───── Given data

//! Field value objects and the keyed value store

use serde::{Deserialize, Serialize};
use serde_json::Value;
use std::collections::BTreeMap;
use std::sync::Arc;

use super::path::FieldPath;

/// One record of a list field, keyed by subfield name
pub type ListItem = BTreeMap<String, FieldValue>;

/// Stand-in for fields and subfields that hold nothing
pub(crate) static NULL_VALUE: FieldValue = FieldValue::Scalar(Value::Null);

/// Value held under a field name.
///
/// `List` is the only list-tagged variant. A `Scalar` that happens to
/// contain a JSON array is still a scalar and list operations ignore it.
#[derive(Debug, Clone, PartialEq, Serialize, Deserialize)]
#[serde(untagged)]
pub enum FieldValue {
    List(ListValue),
    Scalar(Value),
}

impl Default for FieldValue {
    fn default() -> Self {
        FieldValue::Scalar(Value::Null)
    }
}

impl FieldValue {
    /// Create a text value
    pub fn text(value: impl Into<String>) -> Self {
        FieldValue::Scalar(Value::String(value.into()))
    }

    /// Create a null value
    pub fn null() -> Self {
        FieldValue::Scalar(Value::Null)
    }

    /// Get the list when this value is list-tagged
    pub fn as_list(&self) -> Option<&ListValue> {
        match self {
            FieldValue::List(list) => Some(list),
            FieldValue::Scalar(_) => None,
        }
    }

    /// Get the scalar payload (None for list values)
    pub fn as_scalar(&self) -> Option<&Value> {
        match self {
            FieldValue::Scalar(value) => Some(value),
            FieldValue::List(_) => None,
        }
    }

    /// Get the text value (None unless this is a string scalar)
    pub fn as_str(&self) -> Option<&str> {
        self.as_scalar().and_then(Value::as_str)
    }

    /// Get the boolean value (None unless this is a boolean scalar)
    pub fn as_bool(&self) -> Option<bool> {
        self.as_scalar().and_then(Value::as_bool)
    }

    pub fn is_list(&self) -> bool {
        matches!(self, FieldValue::List(_))
    }

    pub fn is_null(&self) -> bool {
        matches!(self, FieldValue::Scalar(Value::Null))
    }

    /// Loose truthiness used by checkbox bindings: null, false, 0, NaN
    /// and the empty string are false, everything else is true.
    pub fn is_truthy(&self) -> bool {
        match self {
            FieldValue::List(_) => true,
            FieldValue::Scalar(value) => json_truthy(value),
        }
    }

    /// Text used when rendering the value in a plain control
    pub fn display_value(&self) -> String {
        match self {
            FieldValue::Scalar(Value::Null) => String::new(),
            FieldValue::Scalar(Value::String(s)) => s.clone(),
            FieldValue::Scalar(other) => other.to_string(),
            FieldValue::List(list) => format!("[{} items]", list.len()),
        }
    }
}

pub(crate) fn json_truthy(value: &Value) -> bool {
    match value {
        Value::Null => false,
        Value::Bool(b) => *b,
        Value::Number(n) => n.as_f64().is_some_and(|f| f != 0.0 && !f.is_nan()),
        Value::String(s) => !s.is_empty(),
        Value::Array(_) | Value::Object(_) => true,
    }
}

impl From<Value> for FieldValue {
    fn from(value: Value) -> Self {
        FieldValue::Scalar(value)
    }
}

impl From<ListValue> for FieldValue {
    fn from(list: ListValue) -> Self {
        FieldValue::List(list)
    }
}

impl From<&str> for FieldValue {
    fn from(value: &str) -> Self {
        FieldValue::text(value)
    }
}

impl From<String> for FieldValue {
    fn from(value: String) -> Self {
        FieldValue::text(value)
    }
}

impl From<bool> for FieldValue {
    fn from(value: bool) -> Self {
        FieldValue::Scalar(Value::Bool(value))
    }
}

impl From<i64> for FieldValue {
    fn from(value: i64) -> Self {
        FieldValue::Scalar(Value::from(value))
    }
}

impl From<f64> for FieldValue {
    fn from(value: f64) -> Self {
        FieldValue::Scalar(Value::from(value))
    }
}

/// Ordered sequence of item records, tagged as a list field.
///
/// Serialized as `{"$list": [...]}` so the tag survives a round trip
/// through plain JSON.
#[derive(Debug, Clone, PartialEq, Default, Serialize, Deserialize)]
#[serde(deny_unknown_fields)]
pub struct ListValue {
    #[serde(rename = "$list")]
    items: Vec<ListItem>,
}

impl ListValue {
    pub fn new(items: Vec<ListItem>) -> Self {
        Self { items }
    }

    pub fn items(&self) -> &[ListItem] {
        &self.items
    }

    pub fn get(&self, index: usize) -> Option<&ListItem> {
        self.items.get(index)
    }

    pub fn len(&self) -> usize {
        self.items.len()
    }

    pub fn is_empty(&self) -> bool {
        self.items.is_empty()
    }

    pub fn iter(&self) -> std::slice::Iter<'_, ListItem> {
        self.items.iter()
    }

    pub fn into_items(self) -> Vec<ListItem> {
        self.items
    }
}

impl FromIterator<ListItem> for ListValue {
    fn from_iter<I: IntoIterator<Item = ListItem>>(iter: I) -> Self {
        Self::new(iter.into_iter().collect())
    }
}

impl<'a> IntoIterator for &'a ListValue {
    type Item = &'a ListItem;
    type IntoIter = std::slice::Iter<'a, ListItem>;

    fn into_iter(self) -> Self::IntoIter {
        self.items.iter()
    }
}

/// Build a list item from `(subfield, value)` pairs
pub fn list_item<K, V, I>(pairs: I) -> ListItem
where
    K: Into<String>,
    V: Into<FieldValue>,
    I: IntoIterator<Item = (K, V)>,
{
    pairs
        .into_iter()
        .map(|(k, v)| (k.into(), v.into()))
        .collect()
}

/// Keyed container of current field values.
///
/// Entries are shared `Arc`s: replacing one field yields a new store whose
/// other entries point at the same allocations as before.
#[derive(Debug, Clone, PartialEq, Default, Serialize, Deserialize)]
#[serde(transparent)]
pub struct ValueStore {
    fields: BTreeMap<String, Arc<FieldValue>>,
}

impl ValueStore {
    pub fn new() -> Self {
        Self::default()
    }

    pub fn get(&self, field: &str) -> Option<&FieldValue> {
        self.fields.get(field).map(Arc::as_ref)
    }

    /// Get the shared handle of a field value
    pub fn get_shared(&self, field: &str) -> Option<&Arc<FieldValue>> {
        self.fields.get(field)
    }

    /// Get a field only when it is list-tagged
    pub fn get_list(&self, field: &str) -> Option<&ListValue> {
        self.get(field).and_then(FieldValue::as_list)
    }

    /// Resolve a bare field or one subfield of one list item
    pub fn resolve(&self, path: &FieldPath) -> Option<&FieldValue> {
        match path {
            FieldPath::Field(name) => self.get(name),
            FieldPath::Item {
                field,
                index,
                subfield,
            } => self.get_list(field)?.get(*index)?.get(subfield),
        }
    }

    pub fn contains(&self, field: &str) -> bool {
        self.fields.contains_key(field)
    }

    /// New store with `field` replaced; every other entry is shared
    pub fn with_field(&self, field: impl Into<String>, value: FieldValue) -> Self {
        let mut fields = self.fields.clone();
        fields.insert(field.into(), Arc::new(value));
        Self { fields }
    }

    pub fn field_names(&self) -> impl Iterator<Item = &str> {
        self.fields.keys().map(String::as_str)
    }

    pub fn iter(&self) -> impl Iterator<Item = (&str, &FieldValue)> {
        self.fields.iter().map(|(k, v)| (k.as_str(), v.as_ref()))
    }

    pub fn len(&self) -> usize {
        self.fields.len()
    }

    pub fn is_empty(&self) -> bool {
        self.fields.is_empty()
    }
}

impl<K: Into<String>, V: Into<FieldValue>> FromIterator<(K, V)> for ValueStore {
    fn from_iter<I: IntoIterator<Item = (K, V)>>(iter: I) -> Self {
        Self {
            fields: iter
                .into_iter()
                .map(|(k, v)| (k.into(), Arc::new(v.into())))
                .collect(),
        }
    }
}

──────────

Each line of the data must be returned exactly.

//! Field value objects and the keyed value store

use serde::{Deserialize, Serialize};
use serde_json::Value;
use std::collections::BTreeMap;
use std::sync::Arc;

use super::path::FieldPath;

/// One record of a list field, keyed by subfield name
pub type ListItem = BTreeMap<String, FieldValue>;

/// Stand-in for fields and subfields that hold nothing
pub(crate) static NULL_VALUE: FieldValue = FieldValue::Scalar(Value::Null);

/// Value held under a field name.
///
/// `List` is the only list-tagged variant. A `Scalar` that happens to
/// contain a JSON array is still a scalar and list operations ignore it.
#[derive(Debug, Clone, PartialEq, Serialize, Deserialize)]
#[serde(untagged)]
pub enum FieldValue {
    List(ListValue),
    Scalar(Value),
}

impl Default for FieldValue {
    fn default() -> Self {
        FieldValue::Scalar(Value::Null)
    }
}

impl FieldValue {
    /// Create a text value
    pub fn text(value: impl Into<String>) -> Self {
        FieldValue::Scalar(Value::String(value.into()))
    }

    /// Create a null value
    pub fn null() -> Self {
        FieldValue::Scalar(Value::Null)
    }

    /// Get the list when this value is list-tagged
    pub fn as_list(&self) -> Option<&ListValue> {
        match self {
            FieldValue::List(list) => Some(list),
            FieldValue::Scalar(_) => None,
        }
    }

    /// Get the scalar payload (None for list values)
    pub fn as_scalar(&self) -> Option<&Value> {
        match self {
            FieldValue::Scalar(value) => Some(value),
            FieldValue::List(_) => None,
        }
    }

    /// Get the text value (None unless this is a string scalar)
    pub fn as_str(&self) -> Option<&str> {
        self.as_scalar().and_then(Value::as_str)
    }

    /// Get the boolean value (None unless this is a boolean scalar)
    pub fn as_bool(&self) -> Option<bool> {
        self.as_scalar().and_then(Value::as_bool)
    }

    pub fn is_list(&self) -> bool {
        matches!(self, FieldValue::List(_))
    }

    pub fn is_null(&self) -> bool {
        matches!(self, FieldValue::Scalar(Value::Null))
    }

    /// Loose truthiness used by checkbox bindings: null, false, 0, NaN
    /// and the empty string are false, everything else is true.
    pub fn is_truthy(&self) -> bool {
        match self {
            FieldValue::List(_) => true,
            FieldValue::Scalar(value) => json_truthy(value),
        }
    }

    /// Text used when rendering the value in a plain control
    pub fn display_value(&self) -> String {
        match self {
            FieldValue::Scalar(Value::Null) => String::new(),
            FieldValue::Scalar(Value::String(s)) => s.clone(),
            FieldValue::Scalar(other) => other.to_string(),
            FieldValue::List(list) => format!("[{} items]", list.len()),
        }
    }
}

pub(crate) fn json_truthy(value: &Value) -> bool {
    match value {
        Value::Null => false,
        Value::Bool(b) => *b,
        Value::Number(n) => n.as_f64().is_some_and(|f| f != 0.0 && !f.is_nan()),
        Value::String(s) => !s.is_empty(),
        Value::Array(_) | Value::Object(_) => true,
    }
}

impl From<Value> for FieldValue {
    fn from(value: Value) -> Self {
        FieldValue::Scalar(value)
    }
}

impl From<ListValue> for FieldValue {
    fn from(list: ListValue) -> Self {
        FieldValue::List(list)
    }
}

impl From<&str> for FieldValue {
    fn from(value: &str) -> Self {
        FieldValue::text(value)
    }
}

impl From<String> for FieldValue {
    fn from(value: String) -> Self {
        FieldValue::text(value)
    }
}

impl From<bool> for FieldValue {
    fn from(value: bool) -> Self {
        FieldValue::Scalar(Value::Bool(value))
    }
}

impl From<i64> for FieldValue {
    fn from(value: i64) -> Self {
        FieldValue::Scalar(Value::from(value))
    }
}

impl From<f64> for FieldValue {
    fn from(value: f64) -> Self {
        FieldValue::Scalar(Value::from(value))
    }
}

/// Ordered sequence of item records, tagged as a list field.
///
/// Serialized as `{"$list": [...]}` so the tag survives a round trip
/// through plain JSON.
#[derive(Debug, Clone, PartialEq, Default, Serialize, Deserialize)]
#[serde(deny_unknown_fields)]
pub struct ListValue {
    #[serde(rename = "$list")]
    items: Vec<ListItem>,
}

impl ListValue {
    pub fn new(items: Vec<ListItem>) -> Self {
        Self { items }
    }

    pub fn items(&self) -> &[ListItem] {
        &self.items
    }

    pub fn get(&self, index: usize) -> Option<&ListItem> {
        self.items.get(index)
    }

    pub fn len(&self) -> usize {
        self.items.len()
    }

    pub fn is_empty(&self) -> bool {
        self.items.is_empty()
    }

    pub fn iter(&self) -> std::slice::Iter<'_, ListItem> {
        self.items.iter()
    }

    pub fn into_items(self) -> Vec<ListItem> {
        self.items
    }
}

impl FromIterator<ListItem> for ListValue {
    fn from_iter<I: IntoIterator<Item = ListItem>>(iter: I) -> Self {
        Self::new(iter.into_iter().collect())
    }
}

impl<'a> IntoIterator for &'a ListValue {
    type Item = &'a ListItem;
    type IntoIter = std::slice::Iter<'a, ListItem>;

    fn into_iter(self) -> Self::IntoIter {
        self.items.iter()
    }
}

/// Build a list item from `(subfield, value)` pairs
pub fn list_item<K, V, I>(pairs: I) -> ListItem
where
    K: Into<String>,
    V: Into<FieldValue>,
    I: IntoIterator<Item = (K, V)>,
{
    pairs
        .into_iter()
        .map(|(k, v)| (k.into(), v.into()))
        .collect()
}

/// Keyed container of current field values.
///
/// Entries are shared `Arc`s: replacing one field yields a new store whose
/// other entries point at the same allocations as before.
#[derive(Debug, Clone, PartialEq, Default, Serialize, Deserialize)]
#[serde(transparent)]
pub struct ValueStore {
    fields: BTreeMap<String, Arc<FieldValue>>,
}

impl ValueStore {
    pub fn new() -> Self {
        Self::default()
    }

    pub fn get(&self, field: &str) -> Option<&FieldValue> {
        self.fields.get(field).map(Arc::as_ref)
    }

    /// Get the shared handle of a field value
    pub fn get_shared(&self, field: &str) -> Option<&Arc<FieldValue>> {
        self.fields.get(field)
    }

    /// Get a field only when it is list-tagged
    pub fn get_list(&self, field: &str) -> Option<&ListValue> {
        self.get(field).and_then(FieldValue::as_list)
    }

    /// Resolve a bare field or one subfield of one list item
    pub fn resolve(&self, path: &FieldPath) -> Option<&FieldValue> {
        match path {
            FieldPath::Field(name) => self.get(name),
            FieldPath::Item {
                field,
                index,
                subfield,
            } => self.get_list(field)?.get(*index)?.get(subfield),
        }
    }

    pub fn contains(&self, field: &str) -> bool {
        self.fields.contains_key(field)
    }

    /// New store with `field` replaced; every other entry is shared
    pub fn with_field(&self, field: impl Into<String>, value: FieldValue) -> Self {
        let mut fields = self.fields.clone();
        fields.insert(field.into(), Arc::new(value));
        Self { fields }
    }

    pub fn field_names(&self) -> impl Iterator<Item = &str> {
        self.fields.keys().map(String::as_str)
    }

    pub fn iter(&self) -> impl Iterator<Item = (&str, &FieldValue)> {
        self.fields.iter().map(|(k, v)| (k.as_str(), v.as_ref()))
    }

    pub fn len(&self) -> usize {
        self.fields.len()
    }

    pub fn is_empty(&self) -> bool {
        self.fields.is_empty()
    }
}

impl<K: Into<String>, V: Into<FieldValue>> FromIterator<(K, V)> for ValueStore {
    fn from_iter<I: IntoIterator<Item = (K, V)>>(iter: I) -> Self {
        Self {
            fields: iter
                .into_iter()
                .map(|(k, v)| (k.into(), Arc::new(v.into())))
                .collect(),
        }
    }
}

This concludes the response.